Viyana, sunduğu yüksek yaşam standartları, güçlü sağlık hizmetleri, güvenlik, çevre düzenlemesi ve sosyal yaşam olanakları ile bu unvanı kazandı. Şehir, temizliği, ulaşım altyapısı ve sağladığı kültürel imkanlarla dünya çapında takdir topluyor. Viyana’nın sakinleri, iyi bir sağlık sistemi, düşük suç oranları ve geniş yeşil alanlara sahip olmanın avantajlarını yaşıyor. Ayrıca, şehirdeki kültürel etkinlikler, müzeler ve tiyatro salonları gibi zengin sosyal aktiviteler, Viyana’yı yaşam kalitesi açısından başa taşıyan faktörler arasında yer alıyor.
Viyana’nın yanı sıra, araştırmada diğer yaşanabilir şehirler arasında Zürih, Kopenhag, Vancouver ve Melbourne gibi şehirler de dikkat çekti. Bu şehirler, aynı zamanda ekonomik refah, eğitim olanakları ve çevre dostu politikalarıyla öne çıktı. İnsanların yaşam kalitesini ölçen bu endeks, yalnızca temel yaşam koşullarını değil, aynı zamanda psikolojik ve sosyal açıdan insanları ne kadar tatmin edebileceğini de göz önünde bulunduruyor.

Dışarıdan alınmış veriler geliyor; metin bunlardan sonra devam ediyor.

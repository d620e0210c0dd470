//! TUI module - live workout screen with ratatui

use std::io::{Stdout, Write, stdout};
use std::time::{Duration, Instant};

use anyhow::Result;
use crossterm::{
    ExecutableCommand,
    event::{self, Event, KeyCode, KeyEventKind},
    terminal::{EnterAlternateScreen, LeaveAlternateScreen, disable_raw_mode, enable_raw_mode},
};
use ratatui::{
    prelude::*,
    widgets::{Block, Borders, Cell, Paragraph, Row, Table},
};
use tracing::warn;

use crate::app::App;
use crate::db::StateStore;
use crate::model::{REST_PRESETS, UserProfile, format_clock};
use crate::session::{SessionTracker, SetEdit};
use crate::timer::{CancelToken, RestState, Ticker};

type Tui = Terminal<CrosstermBackend<Stdout>>;

/// How long the "rest over" banner stays up
const REST_FLASH: Duration = Duration::from_secs(2);
/// Elapsed time is saved every this many ticks
const SAVE_EVERY_TICKS: u32 = 10;
/// Terminal bell, the closest a terminal gets to a vibration
const BELL: &[u8] = b"\x07";

/// Whether the end of a rest should ring the bell
fn rest_alert(profile: Option<&UserProfile>) -> bool {
    profile.is_some_and(|p| p.haptics_enabled)
}

/// Live session screen over the active workout
pub struct SessionScreen<'a, S: StateStore> {
    app: &'a mut App<S>,
    tracker: SessionTracker,
    ticker: Ticker,
    /// Index into the flattened (exercise, set) list
    cursor: usize,
    flash_until: Option<Instant>,
    status: String,
    unsaved_ticks: u32,
    /// Workout moved to history; nothing left to save
    finished: bool,
    should_quit: bool,
}

impl<'a, S: StateStore> SessionScreen<'a, S> {
    /// Must be created inside a tokio runtime (spawns the 1 Hz ticker)
    pub fn new(app: &'a mut App<S>) -> Result<Self> {
        let tracker = app.tracker()?;
        let ticker = Ticker::every_second(CancelToken::new());
        let mut screen = Self {
            app,
            tracker,
            ticker,
            cursor: 0,
            flash_until: None,
            status: String::new(),
            unsaved_ticks: 0,
            finished: false,
            should_quit: false,
        };
        screen.jump_to_focus();
        Ok(screen)
    }

    pub fn run(&mut self) -> Result<()> {
        let mut terminal = init_terminal()?;

        while !self.should_quit {
            self.on_ticks();
            terminal.draw(|frame| self.render(frame))?;
            self.handle_events()?;
        }

        restore_terminal()?;
        self.ticker.token().cancel();
        if !self.finished {
            self.app.commit_tracker(&self.tracker)?;
        }
        Ok(())
    }

    fn slots(&self) -> Vec<(usize, usize)> {
        self.tracker
            .session()
            .exercises
            .iter()
            .enumerate()
            .flat_map(|(e, ex)| (0..ex.sets.len()).map(move |s| (e, s)))
            .collect()
    }

    fn jump_to_focus(&mut self) {
        let Some(focus) = self.tracker.focused() else { return };
        let Some(ex_idx) = self.tracker.session().exercises.iter().position(|e| e.id == focus) else {
            return;
        };
        let exercise = &self.tracker.session().exercises[ex_idx];
        let set_idx = exercise.sets.iter().position(|s| !s.completed).unwrap_or(0);
        if let Some(pos) = self.slots().iter().position(|&slot| slot == (ex_idx, set_idx)) {
            self.cursor = pos;
        }
    }

    fn on_ticks(&mut self) {
        for _ in 0..self.ticker.drain() {
            match self.tracker.tick() {
                Ok(Some(_)) => self.rest_over(),
                Ok(None) => {}
                Err(e) => self.status = e.to_string(),
            }
            self.unsaved_ticks += 1;
        }
        if self.unsaved_ticks >= SAVE_EVERY_TICKS {
            self.unsaved_ticks = 0;
            if let Err(e) = self.app.commit_tracker(&self.tracker) {
                warn!(error = %e, "periodic save failed");
                self.status = e.to_string();
            }
        }
    }

    fn rest_over(&mut self) {
        self.flash_until = Some(Instant::now() + REST_FLASH);
        if rest_alert(self.app.profile().ok()) {
            let mut out = stdout();
            if let Err(e) = out.write_all(BELL).and_then(|()| out.flush()) {
                warn!(error = %e, "bell failed");
            }
        }
    }

    fn selected(&self) -> Option<(String, usize)> {
        let (e, s) = *self.slots().get(self.cursor)?;
        Some((self.tracker.session().exercises[e].id.clone(), s))
    }

    /// Save after a user action and show the outcome
    fn persist(&mut self, message: impl Into<String>) {
        self.status = match self.app.commit_tracker(&self.tracker) {
            Ok(()) => message.into(),
            Err(e) => e.to_string(),
        };
    }

    fn toggle_selected(&mut self) {
        let Some((id, set)) = self.selected() else { return };
        match self.tracker.toggle_set_completion(&id, set) {
            Ok(outcome) => {
                if outcome.rest_signal.is_some() {
                    self.rest_over();
                }
                if outcome.completed {
                    self.jump_to_focus();
                }
                self.persist(if outcome.completed { "Seria zaliczona" } else { "Seria cofnięta" });
            }
            Err(e) => self.status = e.to_string(),
        }
    }

    fn adjust_selected(&mut self, weight_delta: f64, reps_delta: i32) {
        let Some((id, set_idx)) = self.selected() else { return };
        let Some(exercise) = self.tracker.session().exercise(&id) else { return };
        let set = &exercise.sets[set_idx];

        let edit = if exercise.is_timed {
            let minutes = set.duration_minutes.unwrap_or(0) as i32 + reps_delta;
            SetEdit { duration_minutes: Some(minutes.clamp(0, 120) as u32), ..Default::default() }
        } else {
            let weight = (set.weight.unwrap_or(0.0) + weight_delta).clamp(0.0, 250.0);
            let reps = (set.reps.unwrap_or(0) as i32 + reps_delta).clamp(0, 50) as u32;
            SetEdit {
                weight: (!exercise.is_bodyweight).then_some(weight),
                reps: Some(reps),
                ..Default::default()
            }
        };

        match self.tracker.edit_set_parameters(&id, set_idx, &edit) {
            Ok(()) => self.persist("Zapisano"),
            Err(e) => self.status = e.to_string(),
        }
    }

    fn set_rest(&mut self, secs: u32) {
        self.tracker.set_rest_secs(secs);
        self.status = match self.app.set_preferred_rest(secs) {
            Ok(()) => format!("Przerwa: {secs}s"),
            Err(e) => e.to_string(),
        };
    }

    fn finish(&mut self) {
        if let Err(e) = self.app.commit_tracker(&self.tracker) {
            self.status = e.to_string();
            return;
        }
        match self.app.finish_active("", self.tracker.elapsed()) {
            Ok(_) => {
                self.finished = true;
                self.should_quit = true;
            }
            Err(e) => self.status = e.to_string(),
        }
    }

    fn render(&self, frame: &mut Frame) {
        let chunks = Layout::default()
            .direction(Direction::Vertical)
            .constraints([
                Constraint::Length(3),
                Constraint::Min(8),
                Constraint::Length(3),
                Constraint::Length(3),
            ])
            .split(frame.area());

        let session = self.tracker.session();
        let rest = match self.tracker.rest().state() {
            RestState::Counting { remaining } => format!("Odpoczynek {remaining}s"),
            RestState::Idle if self.flash_until.is_some_and(|t| Instant::now() < t) => {
                "KONIEC PRZERWY!".to_string()
            }
            RestState::Idle => String::new(),
        };
        let header = Paragraph::new(format!(
            "{}  |  {}  |  {}/{} serii  {}",
            session.workout_title,
            format_clock(self.tracker.elapsed()),
            session.completed_sets(),
            session.total_sets(),
            rest
        ))
        .style(Style::default().fg(Color::Yellow).bold())
        .block(Block::default().borders(Borders::ALL).title("Wykuci AI"));
        frame.render_widget(header, chunks[0]);

        if !session.warmup_completed {
            let lines: Vec<Line> = session
                .warmup
                .iter()
                .map(|w| Line::from(format!("• {}  {}", w.name, w.instruction)))
                .collect();
            let warmup = Paragraph::new(lines)
                .block(Block::default().borders(Borders::ALL).title("Rozgrzewka AI"));
            frame.render_widget(warmup, chunks[1]);
        } else {
            let focus = self.tracker.focused();
            let rows: Vec<Row> = self
                .slots()
                .iter()
                .enumerate()
                .map(|(i, &(e, s))| {
                    let ex = &session.exercises[e];
                    let set = &ex.sets[s];
                    let load = if ex.is_timed {
                        format!("{} min", set.duration_minutes.unwrap_or(0))
                    } else if ex.is_bodyweight {
                        format!("BW x {}", set.reps.unwrap_or(0))
                    } else {
                        format!("{} kg x {}", set.weight.unwrap_or(0.0), set.reps.unwrap_or(0))
                    };
                    let mut style = Style::default();
                    if Some(ex.id.as_str()) == focus {
                        style = style.fg(Color::Yellow);
                    }
                    if set.completed {
                        style = style.fg(Color::DarkGray);
                    }
                    if i == self.cursor {
                        style = style.reversed();
                    }
                    Row::new(vec![
                        Cell::from(if s == 0 { ex.name.clone() } else { String::new() }),
                        Cell::from(format!("S{}", s + 1)),
                        Cell::from(load),
                        Cell::from(if set.completed { "✔" } else { "" }),
                    ])
                    .style(style)
                })
                .collect();

            let table = Table::new(
                rows,
                [
                    Constraint::Min(24),
                    Constraint::Length(4),
                    Constraint::Length(16),
                    Constraint::Length(3),
                ],
            )
            .header(Row::new(vec!["Ćwiczenie", "Seria", "Obciążenie", ""]).style(Style::default().bold()))
            .block(Block::default().borders(Borders::ALL).title("Sesja Treningowa"));
            frame.render_widget(table, chunks[1]);
        }

        let status = Paragraph::new(self.status.as_str())
            .block(Block::default().borders(Borders::ALL));
        frame.render_widget(status, chunks[2]);

        let keys = if session.warmup_completed {
            "↑↓ wybór | spacja seria | +/- kg | ]/[ powt. | 1/2/3 przerwa 45/60/90 | f zakończ | q wyjdź"
        } else {
            "w rozpocznij trening główny | q wyjdź"
        };
        let footer = Paragraph::new(keys)
            .style(Style::default().fg(Color::DarkGray))
            .block(Block::default().borders(Borders::ALL));
        frame.render_widget(footer, chunks[3]);
    }

    fn handle_events(&mut self) -> Result<()> {
        if event::poll(Duration::from_millis(100))?
            && let Event::Key(key) = event::read()?
            && key.kind == KeyEventKind::Press
        {
            match key.code {
                KeyCode::Char('q') => self.should_quit = true,
                KeyCode::Char('w') => match self.tracker.complete_warmup() {
                    Ok(()) => {
                        self.jump_to_focus();
                        self.persist("Rozgrzewka zaliczona");
                    }
                    Err(e) => self.status = e.to_string(),
                },
                KeyCode::Up => self.cursor = self.cursor.saturating_sub(1),
                KeyCode::Down => {
                    if self.cursor + 1 < self.slots().len() {
                        self.cursor += 1;
                    }
                }
                KeyCode::Char(' ') => self.toggle_selected(),
                KeyCode::Char('+') => self.adjust_selected(2.5, 0),
                KeyCode::Char('-') => self.adjust_selected(-2.5, 0),
                KeyCode::Char(']') => self.adjust_selected(0.0, 1),
                KeyCode::Char('[') => self.adjust_selected(0.0, -1),
                KeyCode::Char(c @ '1'..='3') => {
                    let idx = (c as u8 - b'1') as usize;
                    self.set_rest(REST_PRESETS[idx]);
                }
                KeyCode::Char('f') => self.finish(),
                _ => {}
            }
        }
        Ok(())
    }
}

fn init_terminal() -> Result<Tui> {
    enable_raw_mode()?;
    stdout().execute(EnterAlternateScreen)?;
    let terminal = Terminal::new(CrosstermBackend::new(stdout()))?;
    Ok(terminal)
}

fn restore_terminal() -> Result<()> {
    disable_raw_mode()?;
    stdout().execute(LeaveAlternateScreen)?;
    Ok(())
}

Diğer yandan, Şam, Suriye’nin uzun süredir devam eden iç savaşı nedeniyle yaşam kalitesi en düşük şehirlerden biri olarak belirlendi. Şam, altyapı eksiklikleri, yüksek güvenlik riskleri, sağlık hizmetlerinin yetersizliği ve sosyal huzursuzluklar nedeniyle bu kötü unvana sahip oldu. Araştırmaya göre, savaşın getirdiği yıkım ve sürekli çatışmalar, Şam’da yaşayan halkın yaşam standartlarını büyük ölçüde olumsuz etkilemiş durumda. Şehirdeki büyük ekonomik daralma, yetersiz kamu hizmetleri ve güvenlik tehditleri, Şam’ı yaşanabilirlik açısından en kötü şehir olarak öne çıkardı.
Araştırmanın sonuçları, dünya genelinde yaşam kalitesini belirleyen faktörlerin ne kadar önemli olduğunu bir kez daha gözler önüne serdi. İnsanların daha güvenli, sağlıklı ve sürdürülebilir bir yaşam sürmesi için şehirlerin altyapı yatırımları ve sosyal politikalarda büyük iyileştirmelere gitmeleri gerektiği vurgulandı.